Ridiculously, I swung about, as if I could see Giza’s home—he lived near the bakery on Main Street—from where I stood. And Aswan chuckled again.
“You do have it bad, T’mak ,” he murmured, clapping me on the shoulder. “Tomorrow afternoon he and Harper are bringing Raina to the Sunflower Maze with us.”
“Us?” I parroted stupidly, my mind still stuttering from his casual observation.
“Hannah and I are taking the kids—I think Sakkara and Nikki are coming too. Have you heard about the maze?”
I just stared, my half-drunk smoothie in my hand, trying to make sense of his words.

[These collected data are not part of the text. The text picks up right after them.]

//! # Inbound Port - EscrowRpc
//!
//! The RPC surface of the ledger: seven state-mutating operations plus
//! the reads the projection and dispatch layers poll. This is the only
//! wire-level contract the system fixes; everything a client may do goes
//! through it.
//!
//! Mutating calls are serialized per ledger by the implementing handle.
//! Reads are non-blocking snapshots that may race in-flight writes;
//! callers re-fetch after their own writes.

use crate::domain::accounts::UserAccount;
use crate::domain::errors::EscrowError;
use crate::domain::listing::ListingStage;
use async_trait::async_trait;
use shared_types::{Address, Amount, PropertyId};

/// Primary API of the escrow ledger.
#[async_trait]
pub trait EscrowRpc: Send + Sync {
    // === Transitions ===

    /// Lists a property. Seller-only.
    async fn list(
        &self,
        caller: Address,
        id: PropertyId,
        buyer: Address,
        purchase_price: Amount,
        escrow_amount: Amount,
    ) -> Result<(), EscrowError>;

    /// Deposits the earnest amount. Designated-buyer-only, exact match.
    async fn deposit_earnest(
        &self,
        caller: Address,
        id: PropertyId,
        amount: Amount,
    ) -> Result<(), EscrowError>;

    /// Approves the transaction. Buyer, seller, or lender; idempotent.
    async fn approve_transaction(
        &self,
        caller: Address,
        id: PropertyId,
    ) -> Result<(), EscrowError>;

    /// Sets the inspection verdict. Inspector-only; latest write wins.
    async fn update_inspection_status(
        &self,
        caller: Address,
        id: PropertyId,
        passed: bool,
    ) -> Result<(), EscrowError>;

    /// Finalizes the sale. Seller-only; requires unanimity, inspection,
    /// and full funding.
    async fn finalize_sale(&self, caller: Address, id: PropertyId) -> Result<(), EscrowError>;

    /// Cancels the sale. Buyer or seller; refunds and returns custody.
    async fn cancel_sale(&self, caller: Address, id: PropertyId) -> Result<(), EscrowError>;

    /// Raw fund transfer attributed to a listing. The ledger checks
    /// neither the sender's role nor the amount.
    async fn send_funds(
        &self,
        from: Address,
        id: PropertyId,
        amount: Amount,
    ) -> Result<(), EscrowError>;

    // === Listing reads ===

    async fn is_listed(&self, id: PropertyId) -> Result<bool, EscrowError>;
    async fn buyer_of(&self, id: PropertyId) -> Result<Address, EscrowError>;
    async fn purchase_price(&self, id: PropertyId) -> Result<Amount, EscrowError>;
    async fn escrow_amount(&self, id: PropertyId) -> Result<Amount, EscrowError>;
    async fn approval(&self, id: PropertyId, who: Address) -> Result<bool, EscrowError>;
    async fn inspection_passed(&self, id: PropertyId) -> Result<bool, EscrowError>;
    async fn deposited_funds(&self, id: PropertyId) -> Result<Amount, EscrowError>;
    async fn stage(&self, id: PropertyId) -> Result<Option<ListingStage>, EscrowError>;

    // === Deployment reads ===

    async fn get_balance(&self) -> Result<Amount, EscrowError>;
    async fn ledger_address(&self) -> Result<Address, EscrowError>;
    async fn seller(&self) -> Result<Address, EscrowError>;
    async fn inspector(&self) -> Result<Address, EscrowError>;
    async fn lender(&self) -> Result<Address, EscrowError>;

    // === User accounts ===

    async fn create_account(
        &self,
        caller: Address,
        username: String,
        last_name: String,
        email: String,
    ) -> Result<(), EscrowError>;

    async fn user_exists(&self, owner: Address) -> Result<bool, EscrowError>;
    async fn user_info(&self, owner: Address) -> Result<UserAccount, EscrowError>;
}
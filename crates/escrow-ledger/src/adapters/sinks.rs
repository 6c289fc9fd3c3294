//! Event sink adapters.

use crate::events::EscrowEvent;
use crate::ports::outbound::EventSink;
use std::sync::Mutex;
use tracing::info;

/// Logs every event as a structured tracing record.
#[derive(Debug, Clone, Copy, Default)]
pub struct TracingEventSink;

impl EventSink for TracingEventSink {
    fn emit(&self, event: EscrowEvent) {
        info!(event = ?event, "escrow event");
    }
}

/// Buffers events for later inspection. Test helper.
#[derive(Debug, Default)]
pub struct RecordingEventSink {
    events: Mutex<Vec<EscrowEvent>>,
}

impl RecordingEventSink {
    pub fn new() -> Self {
        Self::default()
    }

    /// Everything emitted so far, in order.
    pub fn events(&self) -> Vec<EscrowEvent> {
        self.events.lock().map(|e| e.clone()).unwrap_or_default()
    }

    /// Drains the buffer.
    pub fn take(&self) -> Vec<EscrowEvent> {
        self.events.lock().map(|mut e| std::mem::take(&mut *e)).unwrap_or_default()
    }
}

impl EventSink for RecordingEventSink {
    fn emit(&self, event: EscrowEvent) {
        if let Ok(mut events) = self.events.lock() {
            events.push(event);
        }
    }
}
//! Catalog lookup over parsed records.

use crate::record::PropertyRecord;
use serde::Deserialize;
use shared_types::PropertyId;
use std::collections::HashMap;
use thiserror::Error;

#[derive(Debug, Error)]
pub enum CatalogError {
    #[error("malformed catalog JSON: {0}")]
    Malformed(#[from] serde_json::Error),
}

/// Read-only property catalog keyed by id.
///
/// Lookups never fail: a missing id is simply `None`, the same as an
/// empty catalog. Only loading malformed input errors.
#[derive(Clone, Debug, Default)]
pub struct PropertyCatalog {
    records: HashMap<PropertyId, PropertyRecord>,
}

/// Wire shape of one catalog entry: the record plus its id.
#[derive(Deserialize)]
struct CatalogEntry {
    id: PropertyId,
    #[serde(flatten)]
    record: PropertyRecord,
}

impl PropertyCatalog {
    pub fn new() -> Self {
        Self::default()
    }

    /// Loads a catalog from its JSON array form.
    pub fn from_json(input: &str) -> Result<Self, CatalogError> {
        let entries: Vec<CatalogEntry> = serde_json::from_str(input)?;
        Ok(Self {
            records: entries.into_iter().map(|e| (e.id, e.record)).collect(),
        })
    }

    /// Builds a catalog from already-parsed records.
    pub fn from_records<I>(records: I) -> Self
    where
        I: IntoIterator<Item = (PropertyId, PropertyRecord)>,
    {
        Self {
            records: records.into_iter().collect(),
        }
    }

    pub fn record(&self, id: PropertyId) -> Option<&PropertyRecord> {
        self.records.get(&id)
    }

    pub fn contains(&self, id: PropertyId) -> bool {
        self.records.contains_key(&id)
    }

    pub fn len(&self) -> usize {
        self.records.len()
    }

    pub fn is_empty(&self) -> bool {
        self.records.is_empty()
    }

    /// Ids in ascending order, for stable display.
    pub fn ids(&self) -> Vec<PropertyId> {
        let mut ids: Vec<_> = self.records.keys().copied().collect();
        ids.sort_unstable();
        ids
    }
}
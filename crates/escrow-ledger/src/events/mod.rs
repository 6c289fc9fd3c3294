//! Domain events emitted by the ledger.
//!
//! Events are delivered through the [`EventSink`](crate::ports::outbound::EventSink)
//! outbound port; the ledger never waits on consumers.

use serde::{Deserialize, Serialize};
use shared_types::{Address, Amount, PropertyId};

/// Everything the ledger announces about its own transitions.
#[derive(Clone, Debug, PartialEq, Eq, Serialize, Deserialize)]
pub enum EscrowEvent {
    PropertyListed {
        id: PropertyId,
        buyer: Address,
        purchase_price: Amount,
        escrow_amount: Amount,
    },
    EarnestDeposited {
        id: PropertyId,
        from: Address,
        amount: Amount,
    },
    TransactionApproved {
        id: PropertyId,
        by: Address,
    },
    InspectionUpdated {
        id: PropertyId,
        passed: bool,
    },
    FundsReceived {
        id: PropertyId,
        from: Address,
        amount: Amount,
    },
    SaleFinalized {
        id: PropertyId,
        buyer: Address,
        amount: Amount,
    },
    SaleCancelled {
        id: PropertyId,
        by: Address,
        refunded: Amount,
    },
    UserCreated {
        owner: Address,
        username: String,
        last_name: String,
        email: String,
    },
}

impl EscrowEvent {
    /// The listing this event concerns, if any.
    pub fn property_id(&self) -> Option<PropertyId> {
        match self {
            EscrowEvent::PropertyListed { id, .. }
            | EscrowEvent::EarnestDeposited { id, .. }
            | EscrowEvent::TransactionApproved { id, .. }
            | EscrowEvent::InspectionUpdated { id, .. }
            | EscrowEvent::FundsReceived { id, .. }
            | EscrowEvent::SaleFinalized { id, .. }
            | EscrowEvent::SaleCancelled { id, .. } => Some(*id),
            EscrowEvent::UserCreated { .. } => None,
        }
    }
}
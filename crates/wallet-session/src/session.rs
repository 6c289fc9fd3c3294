//! The session state machine.
//!
//! Startup reconnects silently if the wallet already authorized an
//! account, unless the user logged out explicitly in this session; an
//! explicit `connect` always goes through the provider prompt. Account
//! changes from the wallet re-resolve the role and are published through
//! a watch channel.

use crate::ports::{SessionError, WalletProvider};
use serde::{Deserialize, Serialize};
use shared_types::{format_address, Address, Role, RoleRegistry};
use std::sync::atomic::{AtomicBool, Ordering};
use std::sync::Arc;
use tokio::sync::watch;
use tokio::task::JoinHandle;
use tracing::{debug, info};

/// What consumers observe about the session.
#[derive(Clone, Debug, PartialEq, Eq, Serialize, Deserialize)]
pub struct SessionState {
    pub account: Option<Address>,
    pub role: Role,
}

impl SessionState {
    pub const fn disconnected() -> Self {
        Self {
            account: None,
            role: Role::None,
        }
    }

    pub fn connected(&self) -> bool {
        self.account.is_some()
    }
}

impl Default for SessionState {
    fn default() -> Self {
        Self::disconnected()
    }
}

/// Tracks the connected signer and its role.
pub struct WalletSession {
    provider: Option<Arc<dyn WalletProvider>>,
    registry: RoleRegistry,
    /// Set by an explicit disconnect; suppresses silent reconnection.
    logged_out: AtomicBool,
    state: watch::Sender<SessionState>,
}

impl WalletSession {
    pub fn new(provider: Option<Arc<dyn WalletProvider>>, registry: RoleRegistry) -> Self {
        let (state, _) = watch::channel(SessionState::disconnected());
        Self {
            provider,
            registry,
            logged_out: AtomicBool::new(false),
            state,
        }
    }

    /// False when no provider is installed (demo mode).
    pub fn is_available(&self) -> bool {
        self.provider.is_some()
    }

    pub fn state(&self) -> SessionState {
        self.state.borrow().clone()
    }

    /// Subscribes to session transitions.
    pub fn watch(&self) -> watch::Receiver<SessionState> {
        self.state.subscribe()
    }

    /// Silent startup check: adopts an already-authorized account
    /// without prompting. Skipped after an explicit logout.
    pub async fn check_wallet(&self) -> Result<SessionState, SessionError> {
        let provider = self
            .provider
            .as_ref()
            .ok_or(SessionError::ProviderUnavailable)?;

        if self.logged_out.load(Ordering::SeqCst) {
            debug!("manual logout active, skipping silent reconnect");
            return Ok(self.state());
        }

        if let Some(account) = provider.current_account().await? {
            self.apply_account(Some(account));
        }
        Ok(self.state())
    }

    /// Explicit connect through the provider prompt. A declined prompt
    /// leaves the session unchanged.
    pub async fn connect(&self) -> Result<SessionState, SessionError> {
        let provider = self
            .provider
            .as_ref()
            .ok_or(SessionError::ProviderUnavailable)?;

        if let Some(account) = provider.request_account().await? {
            self.logged_out.store(false, Ordering::SeqCst);
            self.apply_account(Some(account));
        }
        Ok(self.state())
    }

    /// Explicit logout. Clears the session and suppresses silent
    /// reconnection until the next explicit connect.
    pub fn disconnect(&self) {
        self.logged_out.store(true, Ordering::SeqCst);
        self.apply_account(None);
        info!("wallet disconnected");
    }

    /// Applies a wallet-side account change. An empty list clears the
    /// session; otherwise the first account becomes the signer.
    pub fn handle_accounts_changed(&self, accounts: &[Address]) {
        match accounts.first() {
            None => {
                info!("all accounts disconnected");
                self.apply_account(None);
            }
            Some(account) => self.apply_account(Some(*account)),
        }
    }

    /// Spawns the listener that feeds provider change notifications into
    /// the session. Returns `None` in demo mode.
    pub fn spawn_listener(self: &Arc<Self>) -> Option<JoinHandle<()>> {
        let provider = self.provider.clone()?;
        let mut changes = provider.subscribe();
        let session = Arc::clone(self);
        Some(tokio::spawn(async move {
            while let Ok(accounts) = changes.recv().await {
                session.handle_accounts_changed(&accounts);
            }
        }))
    }

    fn apply_account(&self, account: Option<Address>) {
        let role = self.registry.resolve(account);
        let next = SessionState { account, role };
        let changed = self.state.send_if_modified(|current| {
            if *current == next {
                false
            } else {
                *current = next.clone();
                true
            }
        });
        if changed {
            match account {
                Some(addr) => {
                    info!(account = %format_address(&addr), role = %role, "session account set")
                }
                None => debug!("session cleared"),
            }
        }
    }
}
//! A ledger handle whose every call fails with `Unavailable`.
//!
//! Stands in for an unreachable deployment so projection layers can be
//! exercised in their degraded mode.

use crate::domain::accounts::UserAccount;
use crate::domain::errors::EscrowError;
use crate::domain::listing::ListingStage;
use crate::ports::inbound::EscrowRpc;
use async_trait::async_trait;
use shared_types::{Address, Amount, PropertyId};

#[derive(Debug, Clone, Copy, Default)]
pub struct OfflineLedger;

#[async_trait]
impl EscrowRpc for OfflineLedger {
    async fn list(
        &self,
        _caller: Address,
        _id: PropertyId,
        _buyer: Address,
        _purchase_price: Amount,
        _escrow_amount: Amount,
    ) -> Result<(), EscrowError> {
        Err(EscrowError::Unavailable)
    }

    async fn deposit_earnest(
        &self,
        _caller: Address,
        _id: PropertyId,
        _amount: Amount,
    ) -> Result<(), EscrowError> {
        Err(EscrowError::Unavailable)
    }

    async fn approve_transaction(
        &self,
        _caller: Address,
        _id: PropertyId,
    ) -> Result<(), EscrowError> {
        Err(EscrowError::Unavailable)
    }

    async fn update_inspection_status(
        &self,
        _caller: Address,
        _id: PropertyId,
        _passed: bool,
    ) -> Result<(), EscrowError> {
        Err(EscrowError::Unavailable)
    }

    async fn finalize_sale(&self, _caller: Address, _id: PropertyId) -> Result<(), EscrowError> {
        Err(EscrowError::Unavailable)
    }

    async fn cancel_sale(&self, _caller: Address, _id: PropertyId) -> Result<(), EscrowError> {
        Err(EscrowError::Unavailable)
    }

    async fn send_funds(
        &self,
        _from: Address,
        _id: PropertyId,
        _amount: Amount,
    ) -> Result<(), EscrowError> {
        Err(EscrowError::Unavailable)
    }

    async fn is_listed(&self, _id: PropertyId) -> Result<bool, EscrowError> {
        Err(EscrowError::Unavailable)
    }

    async fn buyer_of(&self, _id: PropertyId) -> Result<Address, EscrowError> {
        Err(EscrowError::Unavailable)
    }

    async fn purchase_price(&self, _id: PropertyId) -> Result<Amount, EscrowError> {
        Err(EscrowError::Unavailable)
    }

    async fn escrow_amount(&self, _id: PropertyId) -> Result<Amount, EscrowError> {
        Err(EscrowError::Unavailable)
    }

    async fn approval(&self, _id: PropertyId, _who: Address) -> Result<bool, EscrowError> {
        Err(EscrowError::Unavailable)
    }

    async fn inspection_passed(&self, _id: PropertyId) -> Result<bool, EscrowError> {
        Err(EscrowError::Unavailable)
    }

    async fn deposited_funds(&self, _id: PropertyId) -> Result<Amount, EscrowError> {
        Err(EscrowError::Unavailable)
    }

    async fn stage(&self, _id: PropertyId) -> Result<Option<ListingStage>, EscrowError> {
        Err(EscrowError::Unavailable)
    }

    async fn get_balance(&self) -> Result<Amount, EscrowError> {
        Err(EscrowError::Unavailable)
    }

    async fn ledger_address(&self) -> Result<Address, EscrowError> {
        Err(EscrowError::Unavailable)
    }

    async fn seller(&self) -> Result<Address, EscrowError> {
        Err(EscrowError::Unavailable)
    }

    async fn inspector(&self) -> Result<Address, EscrowError> {
        Err(EscrowError::Unavailable)
    }

    async fn lender(&self) -> Result<Address, EscrowError> {
        Err(EscrowError::Unavailable)
    }

    async fn create_account(
        &self,
        _caller: Address,
        _username: String,
        _last_name: String,
        _email: String,
    ) -> Result<(), EscrowError> {
        Err(EscrowError::Unavailable)
    }

    async fn user_exists(&self, _owner: Address) -> Result<bool, EscrowError> {
        Err(EscrowError::Unavailable)
    }

    async fn user_info(&self, _owner: Address) -> Result<UserAccount, EscrowError> {
        Err(EscrowError::Unavailable)
    }
}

His teasing smile told me he knew this. “A farmer—apparently one of the ones who supplies the market on Saturday morning—planted an acre of sunflowers and then cut out a maze? Or something like that. Hannah says there will be food trucks and local goods. Tova is mainly going for the cotton candy.”
Well, I was a sucker for cotton candy.
Was Sami free? Would she want to go with me? With us ?
Here was a prime example of what I’d been obsessing over before: humans and orcs living and playing together. Accepting one another in a peaceful place. Humans and orcs Mated , with kitlings, both biologically their own and adopted.
I imagined myself one day bringing foster children of my own to an event like the Sunflower Maze, and I couldn’t imagine anyone else at my side but Sami. Was this a futile dream? Was our marriage set to dissolve in eleven short months?
Or could I convince her that we could have a future together?
You are worthy of pleasure, Tarkhan. You deserve happiness.
Last night, she’d broken me, emptied me…and then began to fill me back up again. How could I explain to her that my own chance of that happiness, that pleasure…was with her?